Collected data entries
++++++++

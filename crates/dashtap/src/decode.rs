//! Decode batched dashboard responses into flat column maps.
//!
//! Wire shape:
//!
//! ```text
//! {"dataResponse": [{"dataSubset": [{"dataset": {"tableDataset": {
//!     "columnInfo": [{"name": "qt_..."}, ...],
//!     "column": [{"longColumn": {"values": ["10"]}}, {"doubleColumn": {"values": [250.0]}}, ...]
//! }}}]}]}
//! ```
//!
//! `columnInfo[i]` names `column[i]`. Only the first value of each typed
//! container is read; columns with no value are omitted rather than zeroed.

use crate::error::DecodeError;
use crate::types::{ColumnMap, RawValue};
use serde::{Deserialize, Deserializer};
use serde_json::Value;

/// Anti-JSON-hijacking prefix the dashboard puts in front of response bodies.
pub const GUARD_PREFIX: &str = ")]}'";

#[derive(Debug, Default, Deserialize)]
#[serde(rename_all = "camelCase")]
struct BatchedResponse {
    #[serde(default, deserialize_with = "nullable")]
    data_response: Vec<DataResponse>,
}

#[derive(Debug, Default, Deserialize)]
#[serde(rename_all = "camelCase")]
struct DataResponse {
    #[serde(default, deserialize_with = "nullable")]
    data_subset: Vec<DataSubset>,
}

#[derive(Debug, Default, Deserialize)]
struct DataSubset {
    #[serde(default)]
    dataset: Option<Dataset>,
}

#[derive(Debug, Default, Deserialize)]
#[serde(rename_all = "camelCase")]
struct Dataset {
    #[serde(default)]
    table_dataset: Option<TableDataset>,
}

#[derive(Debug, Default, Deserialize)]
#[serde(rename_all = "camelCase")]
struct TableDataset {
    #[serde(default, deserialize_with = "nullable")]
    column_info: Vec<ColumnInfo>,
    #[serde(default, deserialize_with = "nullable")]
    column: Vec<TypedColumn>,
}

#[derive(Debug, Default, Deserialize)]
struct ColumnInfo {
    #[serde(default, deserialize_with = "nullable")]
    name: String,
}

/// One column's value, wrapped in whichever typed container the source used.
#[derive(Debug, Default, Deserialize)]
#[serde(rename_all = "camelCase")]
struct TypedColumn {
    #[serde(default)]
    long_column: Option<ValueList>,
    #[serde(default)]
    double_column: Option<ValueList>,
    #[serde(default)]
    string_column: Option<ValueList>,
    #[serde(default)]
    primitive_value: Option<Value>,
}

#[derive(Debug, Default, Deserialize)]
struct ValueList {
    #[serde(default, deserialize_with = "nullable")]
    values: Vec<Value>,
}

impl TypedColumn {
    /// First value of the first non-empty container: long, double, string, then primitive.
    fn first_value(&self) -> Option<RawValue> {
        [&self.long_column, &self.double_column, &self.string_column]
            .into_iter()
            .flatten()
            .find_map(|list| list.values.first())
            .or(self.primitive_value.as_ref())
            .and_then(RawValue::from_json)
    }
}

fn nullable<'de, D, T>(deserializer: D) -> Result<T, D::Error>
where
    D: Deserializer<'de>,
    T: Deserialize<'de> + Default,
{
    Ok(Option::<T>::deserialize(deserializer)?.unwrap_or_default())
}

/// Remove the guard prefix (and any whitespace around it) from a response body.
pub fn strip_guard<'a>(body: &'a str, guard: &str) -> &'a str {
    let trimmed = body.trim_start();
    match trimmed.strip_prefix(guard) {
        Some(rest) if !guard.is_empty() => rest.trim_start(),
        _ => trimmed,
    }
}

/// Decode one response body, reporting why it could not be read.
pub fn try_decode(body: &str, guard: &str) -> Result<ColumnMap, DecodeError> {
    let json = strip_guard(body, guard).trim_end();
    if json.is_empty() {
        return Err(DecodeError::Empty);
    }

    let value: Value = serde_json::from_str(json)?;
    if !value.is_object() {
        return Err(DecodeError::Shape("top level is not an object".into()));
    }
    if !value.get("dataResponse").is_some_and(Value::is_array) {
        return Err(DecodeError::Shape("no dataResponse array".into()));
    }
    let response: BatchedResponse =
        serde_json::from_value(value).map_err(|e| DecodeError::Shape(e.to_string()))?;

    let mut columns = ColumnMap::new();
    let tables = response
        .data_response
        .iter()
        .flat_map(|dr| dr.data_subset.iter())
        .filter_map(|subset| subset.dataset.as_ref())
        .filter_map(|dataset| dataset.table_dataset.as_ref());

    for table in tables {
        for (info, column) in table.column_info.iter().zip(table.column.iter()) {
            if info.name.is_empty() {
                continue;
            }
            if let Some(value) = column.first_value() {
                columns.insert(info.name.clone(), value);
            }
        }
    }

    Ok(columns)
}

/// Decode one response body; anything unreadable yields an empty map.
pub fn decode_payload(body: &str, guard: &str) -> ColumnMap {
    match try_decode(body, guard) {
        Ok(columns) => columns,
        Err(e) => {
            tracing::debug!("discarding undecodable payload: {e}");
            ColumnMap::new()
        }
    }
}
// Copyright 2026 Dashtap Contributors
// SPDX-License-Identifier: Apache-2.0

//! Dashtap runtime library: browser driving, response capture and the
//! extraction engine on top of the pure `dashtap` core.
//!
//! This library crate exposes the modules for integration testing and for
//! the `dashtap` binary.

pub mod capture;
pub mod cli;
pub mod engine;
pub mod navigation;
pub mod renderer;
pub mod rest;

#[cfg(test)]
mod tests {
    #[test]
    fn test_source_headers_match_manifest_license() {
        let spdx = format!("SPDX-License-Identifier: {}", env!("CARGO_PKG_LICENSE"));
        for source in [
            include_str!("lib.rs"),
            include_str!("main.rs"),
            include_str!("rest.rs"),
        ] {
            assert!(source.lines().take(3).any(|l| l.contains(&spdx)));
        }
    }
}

++++++++

Work order: While keeping every line the same, please copy out all the records.

Finished exercise:
filename crates/dashtap/src/decode.rs
//! Decode batched dashboard responses into flat column maps.
//!
//! Wire shape:
//!
//! ```text
//! {"dataResponse": [{"dataSubset": [{"dataset": {"tableDataset": {
//!     "columnInfo": [{"name": "qt_..."}, ...],
//!     "column": [{"longColumn": {"values": ["10"]}}, {"doubleColumn": {"values": [250.0]}}, ...]
//! }}}]}]}
//! ```
//!
//! `columnInfo[i]` names `column[i]`. Only the first value of each typed
//! container is read; columns with no value are omitted rather than zeroed.

use crate::error::DecodeError;
use crate::types::{ColumnMap, RawValue};
use serde::{Deserialize, Deserializer};
use serde_json::Value;

/// Anti-JSON-hijacking prefix the dashboard puts in front of response bodies.
pub const GUARD_PREFIX: &str = ")]}'";

#[derive(Debug, Default, Deserialize)]
#[serde(rename_all = "camelCase")]
struct BatchedResponse {
    #[serde(default, deserialize_with = "nullable")]
    data_response: Vec<DataResponse>,
}

#[derive(Debug, Default, Deserialize)]
#[serde(rename_all = "camelCase")]
struct DataResponse {
    #[serde(default, deserialize_with = "nullable")]
    data_subset: Vec<DataSubset>,
}

#[derive(Debug, Default, Deserialize)]
struct DataSubset {
    #[serde(default)]
    dataset: Option<Dataset>,
}

#[derive(Debug, Default, Deserialize)]
#[serde(rename_all = "camelCase")]
struct Dataset {
    #[serde(default)]
    table_dataset: Option<TableDataset>,
}

#[derive(Debug, Default, Deserialize)]
#[serde(rename_all = "camelCase")]
struct TableDataset {
    #[serde(default, deserialize_with = "nullable")]
    column_info: Vec<ColumnInfo>,
    #[serde(default, deserialize_with = "nullable")]
    column: Vec<TypedColumn>,
}

#[derive(Debug, Default, Deserialize)]
struct ColumnInfo {
    #[serde(default, deserialize_with = "nullable")]
    name: String,
}

/// One column's value, wrapped in whichever typed container the source used.
#[derive(Debug, Default, Deserialize)]
#[serde(rename_all = "camelCase")]
struct TypedColumn {
    #[serde(default)]
    long_column: Option<ValueList>,
    #[serde(default)]
    double_column: Option<ValueList>,
    #[serde(default)]
    string_column: Option<ValueList>,
    #[serde(default)]
    primitive_value: Option<Value>,
}

#[derive(Debug, Default, Deserialize)]
struct ValueList {
    #[serde(default, deserialize_with = "nullable")]
    values: Vec<Value>,
}

impl TypedColumn {
    /// First value of the first non-empty container: long, double, string, then primitive.
    fn first_value(&self) -> Option<RawValue> {
        [&self.long_column, &self.double_column, &self.string_column]
            .into_iter()
            .flatten()
            .find_map(|list| list.values.first())
            .or(self.primitive_value.as_ref())
            .and_then(RawValue::from_json)
    }
}

fn nullable<'de, D, T>(deserializer: D) -> Result<T, D::Error>
where
    D: Deserializer<'de>,
    T: Deserialize<'de> + Default,
{
    Ok(Option::<T>::deserialize(deserializer)?.unwrap_or_default())
}

/// Remove the guard prefix (and any whitespace around it) from a response body.
pub fn strip_guard<'a>(body: &'a str, guard: &str) -> &'a str {
    let trimmed = body.trim_start();
    match trimmed.strip_prefix(guard) {
        Some(rest) if !guard.is_empty() => rest.trim_start(),
        _ => trimmed,
    }
}

/// Decode one response body, reporting why it could not be read.
pub fn try_decode(body: &str, guard: &str) -> Result<ColumnMap, DecodeError> {
    let json = strip_guard(body, guard).trim_end();
    if json.is_empty() {
        return Err(DecodeError::Empty);
    }

    let value: Value = serde_json::from_str(json)?;
    if !value.is_object() {
        return Err(DecodeError::Shape("top level is not an object".into()));
    }
    if !value.get("dataResponse").is_some_and(Value::is_array) {
        return Err(DecodeError::Shape("no dataResponse array".into()));
    }
    let response: BatchedResponse =
        serde_json::from_value(value).map_err(|e| DecodeError::Shape(e.to_string()))?;

    let mut columns = ColumnMap::new();
    let tables = response
        .data_response
        .iter()
        .flat_map(|dr| dr.data_subset.iter())
        .filter_map(|subset| subset.dataset.as_ref())
        .filter_map(|dataset| dataset.table_dataset.as_ref());

    for table in tables {
        for (info, column) in table.column_info.iter().zip(table.column.iter()) {
            if info.name.is_empty() {
                continue;
            }
            if let Some(value) = column.first_value() {
                columns.insert(info.name.clone(), value);
            }
        }
    }

    Ok(columns)
}

/// Decode one response body; anything unreadable yields an empty map.
pub fn decode_payload(body: &str, guard: &str) -> ColumnMap {
    match try_decode(body, guard) {
        Ok(columns) => columns,
        Err(e) => {
            tracing::debug!("discarding undecodable payload: {e}");
            ColumnMap::new()
        }
    }
}
// Copyright 2026 Dashtap Contributors
// SPDX-License-Identifier: Apache-2.0

//! Dashtap runtime library: browser driving, response capture and the
//! extraction engine on top of the pure `dashtap` core.
//!
//! This library crate exposes the modules for integration testing and for
//! the `dashtap` binary.

pub mod capture;
pub mod cli;
pub mod engine;
pub mod navigation;
pub mod renderer;
pub mod rest;

#[cfg(test)]
mod tests {
    #[test]
    fn test_source_headers_match_manifest_license() {
        let spdx = format!("SPDX-License-Identifier: {}", env!("CARGO_PKG_LICENSE"));
        for source in [
            include_str!("lib.rs"),
            include_str!("main.rs"),
            include_str!("rest.rs"),
        ] {
            assert!(source.lines().take(3).any(|l| l.contains(&spdx)));
        }
    }
}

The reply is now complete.